__ACTION ITEM__.
Which lines of the data below contain "families"? Please show them all.

__INFORMATION SUPPLIED__.
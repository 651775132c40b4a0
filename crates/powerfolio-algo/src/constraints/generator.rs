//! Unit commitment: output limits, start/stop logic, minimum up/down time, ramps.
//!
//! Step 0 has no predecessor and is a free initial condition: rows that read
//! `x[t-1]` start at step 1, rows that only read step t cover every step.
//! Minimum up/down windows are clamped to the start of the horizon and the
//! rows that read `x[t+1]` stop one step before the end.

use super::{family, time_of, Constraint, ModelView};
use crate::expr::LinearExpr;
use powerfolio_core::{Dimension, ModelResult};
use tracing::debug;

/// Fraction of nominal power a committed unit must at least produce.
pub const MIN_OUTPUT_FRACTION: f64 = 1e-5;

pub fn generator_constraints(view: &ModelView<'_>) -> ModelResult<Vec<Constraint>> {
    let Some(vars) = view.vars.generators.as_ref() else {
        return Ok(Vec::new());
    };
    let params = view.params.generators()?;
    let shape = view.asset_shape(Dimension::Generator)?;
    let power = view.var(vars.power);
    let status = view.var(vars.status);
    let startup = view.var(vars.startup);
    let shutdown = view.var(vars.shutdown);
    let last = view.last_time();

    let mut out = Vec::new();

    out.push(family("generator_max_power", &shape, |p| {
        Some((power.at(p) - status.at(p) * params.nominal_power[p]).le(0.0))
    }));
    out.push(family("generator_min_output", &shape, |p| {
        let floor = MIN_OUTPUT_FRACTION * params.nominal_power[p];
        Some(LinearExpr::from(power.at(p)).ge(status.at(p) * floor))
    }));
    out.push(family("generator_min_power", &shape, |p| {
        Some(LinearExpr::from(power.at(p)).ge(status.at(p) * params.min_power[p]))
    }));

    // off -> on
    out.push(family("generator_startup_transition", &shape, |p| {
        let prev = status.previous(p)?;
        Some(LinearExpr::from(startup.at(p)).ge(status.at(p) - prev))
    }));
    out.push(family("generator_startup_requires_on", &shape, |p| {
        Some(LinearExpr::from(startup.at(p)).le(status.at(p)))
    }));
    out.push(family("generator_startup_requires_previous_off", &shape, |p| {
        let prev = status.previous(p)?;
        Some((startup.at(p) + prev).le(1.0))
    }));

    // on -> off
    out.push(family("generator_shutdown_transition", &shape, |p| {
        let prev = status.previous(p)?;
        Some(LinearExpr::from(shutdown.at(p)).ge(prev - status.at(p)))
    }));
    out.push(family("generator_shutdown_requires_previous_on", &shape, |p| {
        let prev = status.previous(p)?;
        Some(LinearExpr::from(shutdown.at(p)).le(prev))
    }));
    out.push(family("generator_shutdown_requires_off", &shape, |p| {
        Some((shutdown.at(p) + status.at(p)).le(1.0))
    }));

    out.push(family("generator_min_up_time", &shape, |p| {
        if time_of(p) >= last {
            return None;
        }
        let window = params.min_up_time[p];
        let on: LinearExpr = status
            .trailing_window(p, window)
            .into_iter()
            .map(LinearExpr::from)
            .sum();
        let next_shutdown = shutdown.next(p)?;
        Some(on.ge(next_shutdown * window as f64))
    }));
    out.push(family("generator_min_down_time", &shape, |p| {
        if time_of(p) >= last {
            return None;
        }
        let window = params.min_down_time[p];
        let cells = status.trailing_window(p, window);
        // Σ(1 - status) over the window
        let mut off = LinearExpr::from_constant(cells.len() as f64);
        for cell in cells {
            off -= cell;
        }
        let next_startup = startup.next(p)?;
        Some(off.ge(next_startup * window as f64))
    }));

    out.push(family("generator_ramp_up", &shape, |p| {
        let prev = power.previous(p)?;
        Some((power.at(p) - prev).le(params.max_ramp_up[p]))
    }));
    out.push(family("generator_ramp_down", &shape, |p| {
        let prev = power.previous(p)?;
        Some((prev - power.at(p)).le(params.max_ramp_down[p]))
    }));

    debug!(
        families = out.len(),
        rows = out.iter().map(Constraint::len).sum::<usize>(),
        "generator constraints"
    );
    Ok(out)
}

...

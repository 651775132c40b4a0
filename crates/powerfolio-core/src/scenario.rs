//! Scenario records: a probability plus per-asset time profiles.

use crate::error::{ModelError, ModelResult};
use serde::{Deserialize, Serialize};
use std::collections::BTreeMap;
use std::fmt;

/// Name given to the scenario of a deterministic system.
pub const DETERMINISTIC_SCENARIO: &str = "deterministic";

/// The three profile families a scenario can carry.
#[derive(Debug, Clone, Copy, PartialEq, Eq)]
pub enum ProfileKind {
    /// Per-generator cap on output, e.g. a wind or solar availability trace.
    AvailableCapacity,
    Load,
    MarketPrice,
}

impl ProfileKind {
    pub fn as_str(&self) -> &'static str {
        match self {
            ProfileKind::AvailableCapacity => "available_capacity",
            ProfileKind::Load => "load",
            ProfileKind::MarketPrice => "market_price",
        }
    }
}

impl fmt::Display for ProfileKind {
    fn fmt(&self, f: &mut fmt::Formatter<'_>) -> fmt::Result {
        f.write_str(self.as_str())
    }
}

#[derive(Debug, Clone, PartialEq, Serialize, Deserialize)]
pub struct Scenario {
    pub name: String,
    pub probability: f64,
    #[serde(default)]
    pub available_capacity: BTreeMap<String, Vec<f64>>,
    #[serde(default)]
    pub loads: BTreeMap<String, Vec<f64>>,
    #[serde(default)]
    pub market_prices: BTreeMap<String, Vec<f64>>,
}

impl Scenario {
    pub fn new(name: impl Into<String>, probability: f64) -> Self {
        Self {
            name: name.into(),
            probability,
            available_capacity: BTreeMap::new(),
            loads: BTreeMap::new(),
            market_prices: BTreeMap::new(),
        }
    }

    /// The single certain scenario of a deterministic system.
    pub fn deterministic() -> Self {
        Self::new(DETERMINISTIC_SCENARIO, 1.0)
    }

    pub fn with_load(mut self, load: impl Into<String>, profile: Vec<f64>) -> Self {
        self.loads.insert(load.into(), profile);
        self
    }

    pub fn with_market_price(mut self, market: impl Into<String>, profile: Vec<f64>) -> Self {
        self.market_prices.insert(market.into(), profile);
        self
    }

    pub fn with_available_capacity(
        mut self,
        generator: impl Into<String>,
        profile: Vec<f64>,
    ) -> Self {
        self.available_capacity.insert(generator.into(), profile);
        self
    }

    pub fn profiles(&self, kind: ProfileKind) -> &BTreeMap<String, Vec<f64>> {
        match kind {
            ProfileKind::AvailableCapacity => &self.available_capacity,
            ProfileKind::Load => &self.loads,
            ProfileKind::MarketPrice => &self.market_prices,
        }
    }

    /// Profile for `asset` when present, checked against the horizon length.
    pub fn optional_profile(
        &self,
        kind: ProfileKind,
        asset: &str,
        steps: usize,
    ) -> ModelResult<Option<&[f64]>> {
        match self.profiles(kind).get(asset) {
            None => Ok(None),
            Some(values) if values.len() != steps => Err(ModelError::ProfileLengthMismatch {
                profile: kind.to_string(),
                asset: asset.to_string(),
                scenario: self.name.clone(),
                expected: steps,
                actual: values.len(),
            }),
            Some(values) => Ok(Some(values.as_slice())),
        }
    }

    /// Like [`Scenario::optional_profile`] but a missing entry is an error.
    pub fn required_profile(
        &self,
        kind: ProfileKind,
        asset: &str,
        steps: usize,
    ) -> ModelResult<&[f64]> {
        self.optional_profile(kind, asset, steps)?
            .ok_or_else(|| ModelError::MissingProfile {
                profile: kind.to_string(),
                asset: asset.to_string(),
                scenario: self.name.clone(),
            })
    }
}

__RESULT OF THE EXERCISE__.
        families = out.len(),
/// The three profile families a scenario can carry.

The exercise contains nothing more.